Saya tidak suka kalau janji tidak ditepati.
b.
Saya sedih kalau perasaan saya tidak diperhatikan.
Pesan “Kamu” sama seperti menghakimi
lawan bicara. Pesan “Aku” membantu menggeser percakapan ke arah yang
konstruktif dengan mengekspresikan perasaan Anda tanpa menghakimi orang lain.
Selanjutnya,
aspek lain dari komunikasi verbal yang melibatkan bagaimana orang-orang
menghadapi konflik, bisa dilakukan dalam 4 gaya, yaitu:
1. Gaya
agresif (agressive style)
·
Orang-orang ini bersikap kasar, menuntut, bertindak
dalam cara yang bermusuhan, dan tidak peka terhadap perasaan orang lain.
2. Gaya
manipulatif (manipulative style)
·
Orang-orang ini berusaha untuk mendapatkan apa yang
ia inginkan dengan membuat orang lain merasa bersalah/menyesal untuk dirinya.
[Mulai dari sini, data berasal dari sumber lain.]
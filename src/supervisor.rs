use crate::config::Config;
use crate::error::PollError;
use crate::poll_engine::PollEngine;
use futures::FutureExt;
use std::panic::AssertUnwindSafe;
use std::sync::atomic::{AtomicU32, AtomicU64, Ordering};
use std::sync::{Arc, Mutex as StdMutex};
use std::time::Duration;
use tokio::sync::Mutex;
use tokio::task::JoinHandle;
use tokio::time::{interval, sleep, MissedTickBehavior};
use tracing::{error, info, warn};

/// Delay before re-initializing after a restart request.
pub const RESTART_BACKOFF: Duration = Duration::from_secs(10);

#[derive(Debug, Clone, Copy, PartialEq, Eq)]
pub enum LifecycleState {
    Stopped,
    Initializing,
    Polling,
    RestartPending,
}

/// Lifecycle bookkeeping shared with the polling task.
#[derive(Debug)]
struct Status {
    state: StdMutex<LifecycleState>,
    // Bumped whenever the polling task is replaced; stale tasks stop writing.
    generation: AtomicU64,
    restarts: AtomicU32,
}

impl Status {
    fn new() -> Self {
        Self {
            state: StdMutex::new(LifecycleState::Stopped),
            generation: AtomicU64::new(0),
            restarts: AtomicU32::new(0),
        }
    }

    fn state(&self) -> LifecycleState {
        *self.state.lock().unwrap_or_else(|e| e.into_inner())
    }

    fn force(&self, state: LifecycleState) {
        *self.state.lock().unwrap_or_else(|e| e.into_inner()) = state;
    }

    /// Records `state` only if `generation` still owns the lifecycle.
    fn set(&self, generation: u64, state: LifecycleState) -> bool {
        let mut current = self.state.lock().unwrap_or_else(|e| e.into_inner());
        if self.generation.load(Ordering::SeqCst) != generation {
            return false;
        }
        *current = state;
        true
    }
}

/// Owns the polling timer for one device and drives start, stop and restart.
pub struct LifecycleSupervisor {
    engine: Arc<Mutex<PollEngine>>,
    config: Config,
    status: Arc<Status>,
    poll_task: Option<JoinHandle<()>>,
}

impl LifecycleSupervisor {
    pub fn new(engine: PollEngine, config: Config) -> Self {
        Self {
            engine: Arc::new(Mutex::new(engine)),
            config,
            status: Arc::new(Status::new()),
            poll_task: None,
        }
    }

    pub fn state(&self) -> LifecycleState {
        self.status.state()
    }

    /// Number of restarts since construction, whether requested or forced by
    /// the watchdog.
    pub fn restart_count(&self) -> u32 {
        self.status.restarts.load(Ordering::SeqCst)
    }

    pub fn config(&self) -> &Config {
        &self.config
    }

    /// Shared handle to the engine, mainly for inspection.
    pub fn engine(&self) -> Arc<Mutex<PollEngine>> {
        self.engine.clone()
    }

    /// Applies `config` and starts polling. A running poll task is replaced.
    pub async fn start(&mut self, config: Config) {
        self.engine.lock().await.configure(&config);
        self.config = config;
        self.spawn_polling(None);
    }

    /// Cancels polling. Safe to call when already stopped.
    pub fn stop(&mut self) {
        self.cancel_polling();
        self.status.force(LifecycleState::Stopped);
        info!("polling stopped");
    }

    /// Cancels polling and starts again after [`RESTART_BACKOFF`].
    pub fn restart(&mut self) {
        self.status.restarts.fetch_add(1, Ordering::SeqCst);
        self.spawn_polling(Some(RESTART_BACKOFF));
    }

    /// Verifies new credentials against the device and restarts with `config`
    /// when they work. On failure the current settings stay in effect.
    pub async fn apply_settings(&mut self, config: Config) -> Result<(), PollError> {
        {
            let mut engine = self.engine.lock().await;
            engine.verify_credentials(&config.credentials()).await?;
            engine.configure(&config);
        }
        info!(host = %config.host, "device settings changed");
        self.config = config;
        self.restart();
        Ok(())
    }

    /// Reboots the device on request of an automation.
    pub async fn reboot(&self) -> Result<(), PollError> {
        info!("reboot of device requested");
        let result = self.engine.lock().await.reboot().await;
        if let Err(e) = &result {
            warn!(error = %e, "rebooting failed");
        }
        result
    }

    /// Condition query: is the off-peak tariff active right now.
    pub async fn is_offpeak_now(&self) -> bool {
        self.engine
            .lock()
            .await
            .meter_state()
            .is_offpeak_now
            .unwrap_or(false)
    }

    fn cancel_polling(&mut self) {
        self.status.generation.fetch_add(1, Ordering::SeqCst);
        if let Some(task) = self.poll_task.take() {
            task.abort();
        }
    }

    fn spawn_polling(&mut self, delay: Option<Duration>) {
        self.cancel_polling();
        let generation = self.status.generation.load(Ordering::SeqCst);
        let initial = if delay.is_some() {
            LifecycleState::RestartPending
        } else {
            LifecycleState::Initializing
        };
        self.status.set(generation, initial);

        let engine = self.engine.clone();
        let status = self.status.clone();
        let period = Duration::from_secs(self.config.polling_interval_secs.max(1));
        self.poll_task = Some(tokio::spawn(async move {
            run_polling(engine, status, generation, period, delay).await;
        }));
    }
}

impl Drop for LifecycleSupervisor {
    fn drop(&mut self) {
        self.cancel_polling();
    }
}

/// Initializes the session and ticks until the watchdog runs out, then backs
/// off and starts over.
async fn run_polling(
    engine: Arc<Mutex<PollEngine>>,
    status: Arc<Status>,
    generation: u64,
    period: Duration,
    mut delay: Option<Duration>,
) {
    loop {
        if let Some(backoff) = delay.take() {
            status.set(generation, LifecycleState::RestartPending);
            sleep(backoff).await;
        }

        if !status.set(generation, LifecycleState::Initializing) {
            return;
        }
        if let Err(e) = engine.lock().await.initialize().await {
            // Ticks keep retrying the login and count against the watchdog
            warn!(error = %e, "initializing device session failed");
        }

        if !status.set(generation, LifecycleState::Polling) {
            return;
        }
        info!(interval_secs = period.as_secs(), "polling started");
        let mut ticker = interval(period);
        ticker.set_missed_tick_behavior(MissedTickBehavior::Delay);
        loop {
            ticker.tick().await;
            let mut poller = engine.lock().await;
            if poller.watchdog().is_exhausted() {
                let error = PollError::WatchdogExhausted {
                    failures: poller.watchdog().failures(),
                };
                error!(error = %error, "watchdog triggered, restarting device");
                break;
            }
            let outcome = AssertUnwindSafe(poller.tick()).catch_unwind().await;
            if outcome.is_err() {
                let remaining = poller.record_failure();
                error!(watchdog = remaining, "poll tick panicked");
            }
        }

        status.restarts.fetch_add(1, Ordering::SeqCst);
        delay = Some(RESTART_BACKOFF);
    }
}

#[cfg(test)]
mod tests {
    use super::*;
    use crate::device_client::RawSnapshot;
    use crate::mock_device::MockDevice;
    use crate::readings::StandardReadings;
    use crate::state_sync::{StateSync, SyncEvent};
    use crate::watchdog::WATCHDOG_BUDGET;
    use tokio::sync::mpsc::Receiver;

    fn config(host: &str) -> Config {
        Config {
            host: host.to_string(),
            polling_interval_secs: 10,
            filter_readings: true,
            ..Default::default()
        }
    }

    fn supervisor(device: &MockDevice) -> (LifecycleSupervisor, Receiver<SyncEvent>) {
        let (sync, rx) = StateSync::channel(4096);
        let cfg = config("youless.local");
        let engine = PollEngine::new(device.boxed(), Box::new(StandardReadings), sync, &cfg);
        (LifecycleSupervisor::new(engine, cfg), rx)
    }

    fn steady() -> RawSnapshot {
        RawSnapshot {
            timestamp: 1_700_000_000,
            power: 500.0,
            cumulative_energy: 120.5,
            offpeak_now: Some(true),
            ..Default::default()
        }
    }

    async fn advance_to(start: tokio::time::Instant, secs: u64) {
        tokio::time::sleep_until(start + Duration::from_secs(secs)).await;
    }

    async fn watchdog(supervisor: &LifecycleSupervisor) -> i32 {
        supervisor.engine().lock().await.watchdog().remaining()
    }

    #[tokio::test(start_paused = true)]
    async fn test_start_initializes_and_polls() {
        let device = MockDevice::new();
        device.set_steady(steady());
        let (mut supervisor, _rx) = supervisor(&device);
        assert_eq!(supervisor.state(), LifecycleState::Stopped);

        let start = tokio::time::Instant::now();
        supervisor.start(config("youless.local")).await;
        advance_to(start, 25).await;

        assert_eq!(supervisor.state(), LifecycleState::Polling);
        assert_eq!(device.login_calls(), 1);
        assert_eq!(device.sync_time_calls(), 1);
        // ticks at 0s, 10s and 20s
        assert_eq!(device.fetch_calls(), 3);
        assert!(supervisor.is_offpeak_now().await);
    }

    #[tokio::test(start_paused = true)]
    async fn test_stop_is_idempotent() {
        let device = MockDevice::new();
        device.set_steady(steady());
        let (mut supervisor, _rx) = supervisor(&device);

        supervisor.stop();
        assert_eq!(supervisor.state(), LifecycleState::Stopped);

        let start = tokio::time::Instant::now();
        supervisor.start(config("youless.local")).await;
        advance_to(start, 15).await;
        let fetches = device.fetch_calls();

        supervisor.stop();
        supervisor.stop();
        assert_eq!(supervisor.state(), LifecycleState::Stopped);

        advance_to(start, 100).await;
        assert_eq!(device.fetch_calls(), fetches);
        assert_eq!(supervisor.state(), LifecycleState::Stopped);
    }

    #[tokio::test(start_paused = true)]
    async fn test_watchdog_exhaustion_restarts_exactly_once() {
        let device = MockDevice::new();
        device.set_fail_fetch(true);
        let (mut supervisor, _rx) = supervisor(&device);

        let start = tokio::time::Instant::now();
        supervisor.start(config("youless.local")).await;

        // ten failed ticks at 0s..90s use up the budget
        advance_to(start, 95).await;
        assert_eq!(device.fetch_calls(), WATCHDOG_BUDGET as u32);
        assert_eq!(watchdog(&supervisor).await, 0);
        assert_eq!(supervisor.restart_count(), 0);

        // the tick at 100s sees the exhausted watchdog and backs off
        advance_to(start, 105).await;
        assert_eq!(supervisor.restart_count(), 1);
        assert_eq!(supervisor.state(), LifecycleState::RestartPending);
        assert_eq!(device.fetch_calls(), WATCHDOG_BUDGET as u32);

        device.set_fail_fetch(false);
        device.set_steady(steady());

        // re-initialized at 110s with a fresh session and budget
        advance_to(start, 115).await;
        assert_eq!(supervisor.state(), LifecycleState::Polling);
        assert_eq!(device.login_calls(), 2);
        assert_eq!(watchdog(&supervisor).await, WATCHDOG_BUDGET);

        advance_to(start, 300).await;
        assert_eq!(supervisor.restart_count(), 1);
    }

    #[tokio::test(start_paused = true)]
    async fn test_explicit_restart_backs_off_before_reinitializing() {
        let device = MockDevice::new();
        device.set_steady(steady());
        let (mut supervisor, _rx) = supervisor(&device);

        let start = tokio::time::Instant::now();
        supervisor.start(config("youless.local")).await;
        advance_to(start, 5).await;

        supervisor.restart();
        assert_eq!(supervisor.state(), LifecycleState::RestartPending);
        assert_eq!(supervisor.restart_count(), 1);

        advance_to(start, 14).await;
        assert_eq!(supervisor.state(), LifecycleState::RestartPending);
        assert_eq!(device.login_calls(), 1);

        advance_to(start, 16).await;
        assert_eq!(supervisor.state(), LifecycleState::Polling);
        assert_eq!(device.login_calls(), 2);
    }

    #[tokio::test(start_paused = true)]
    async fn test_panicking_tick_counts_against_watchdog() {
        let device = MockDevice::new();
        device.set_panic_on_fetch(true);
        let (mut supervisor, _rx) = supervisor(&device);

        let start = tokio::time::Instant::now();
        supervisor.start(config("youless.local")).await;
        advance_to(start, 25).await;

        assert_eq!(supervisor.state(), LifecycleState::Polling);
        assert_eq!(watchdog(&supervisor).await, WATCHDOG_BUDGET - 3);

        device.set_panic_on_fetch(false);
        device.set_steady(steady());
        advance_to(start, 35).await;
        assert_eq!(watchdog(&supervisor).await, WATCHDOG_BUDGET);
    }

    #[tokio::test(start_paused = true)]
    async fn test_rejected_settings_keep_current_session() {
        let device = MockDevice::new();
        device.set_steady(steady());
        let (mut supervisor, _rx) = supervisor(&device);

        let start = tokio::time::Instant::now();
        supervisor.start(config("youless.local")).await;
        advance_to(start, 5).await;

        device.set_fail_login(true);
        let result = supervisor.apply_settings(config("192.168.1.99")).await;

        assert!(matches!(result, Err(PollError::Login(_))));
        assert_eq!(supervisor.restart_count(), 0);
        assert_eq!(supervisor.config().host, "youless.local");
        assert_eq!(supervisor.state(), LifecycleState::Polling);
    }

    #[tokio::test(start_paused = true)]
    async fn test_accepted_settings_restart_with_new_credentials() {
        let device = MockDevice::new();
        device.set_steady(steady());
        let (mut supervisor, _rx) = supervisor(&device);

        let start = tokio::time::Instant::now();
        supervisor.start(config("youless.local")).await;
        advance_to(start, 5).await;

        tokio_test::assert_ok!(supervisor.apply_settings(config("192.168.1.99")).await);
        assert_eq!(supervisor.restart_count(), 1);
        assert_eq!(supervisor.state(), LifecycleState::RestartPending);

        advance_to(start, 20).await;
        assert_eq!(supervisor.state(), LifecycleState::Polling);
        assert_eq!(device.last_credentials().unwrap().host, "192.168.1.99");
    }

    #[tokio::test(start_paused = true)]
    async fn test_reboot_action_calls_device() {
        let device = MockDevice::new();
        device.set_steady(steady());
        let (mut supervisor, mut rx) = supervisor(&device);

        let start = tokio::time::Instant::now();
        supervisor.start(config("youless.local")).await;
        advance_to(start, 5).await;

        tokio_test::assert_ok!(supervisor.reboot().await);
        assert_eq!(device.reboot_calls(), 1);

        let mut saw_rebooting = false;
        while let Ok(event) = rx.try_recv() {
            saw_rebooting |= event == SyncEvent::Unavailable("rebooting now".to_string());
        }
        assert!(saw_rebooting);

        device.set_fail_reboot(true);
        assert!(matches!(
            supervisor.reboot().await,
            Err(PollError::Reboot(_))
        ));
    }
}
Mereka tidak mau bertanggung jawab untuk memenuhi kebutuhannya sendiri, tetapi
mereka memilih bertingkah sebagai korban agar orang lain melakukan sesuatu
untuknya.
3. Gaya
pasif (passive style)
·
Orang-orang ini tidak tegas dan pasrah. Mereka
membiarkan orang lain “menindas” dirinya. Individu pasif ini tidak
mengungkapkan perasaan mereka dan tidak membiarkan orang lain mengetahui apa
yang mereka inginkan.
4. Gaya
asertif (assertive style)
·
Orang-orang ini berani mengungkapkan perasaan,
meminta apa yang mereka inginkan, dan berkata “tidak” untuk hal yang tidak
mereka inginkan. Dari keempat gaya dalam menghadapi konflik, Robert Alberti dan
Michael Emmons (1995) mengatakan bahwa ketegasan (assertiveness) bisa
menciptakan hubungan yang positif dan konstruktif.
3.
Strategi untuk
menjadi individu yang lebih asertif (Bourne,
1995)
a. Mengevaluasi hak Anda. Tentukan hak Anda dalam situasi
yang Anda hadapi. Misalnya, Anda berhak membuat kesalahan dan mengubah pikiran
Anda.
b. Kemukakanlah problem Anda dan konsekuensinya terhadap
orang yang terlibat dalam konflik.
Deskripsikan problem seobjektif mungkin tanpa menyalahkan atau menghakimi,
misalnya: “Saya merasa terganggu kalau kalian ribut sendiri di kelas. Jadi
tolong jangan ulangi lagi ya”.
c. Ekspresikan perasaan Anda tentang situasi tertentu. Ketika Anda menyatakan perasaan
Anda, bahkan orang yang tidak setuju dengan Anda sekalipun akan bisa mengerti
perasaan Anda tentang situasi itu. Ingat, gunakan pesan “Aku” bukan pesan
“Kamu”.
d. Kemukakan permintaan Anda (ini adalah aspek penting dari
sikap asertif).
4.
Rintangan untuk
Komunikasi Verbal yang Efektif (Gordon,
1970)
a. Kritik.
Evaluasi ksar dan negatif terhadap orang lain biasanya akan mengurangi
efektivitas komunikasi. Contoh kritik kasar: “Salahmu sendiri gagal dalam tes,
seharusnya kamu belajar dahulu”. Ketimbang mengkritik seperti itu, lebih baik
Anda meminta murid untuk mengevaluasi kenapa mereka mendapat nilai buruk dalam
ujian dan bantu mereka sampai pada kesimpulan bahwa kegagalan mereka adalah
karena kurang berusaha.
b. Memberikan julukan dan pelabelan. Murid-murid biasanya
menggunakan nama panggilan atau labeling.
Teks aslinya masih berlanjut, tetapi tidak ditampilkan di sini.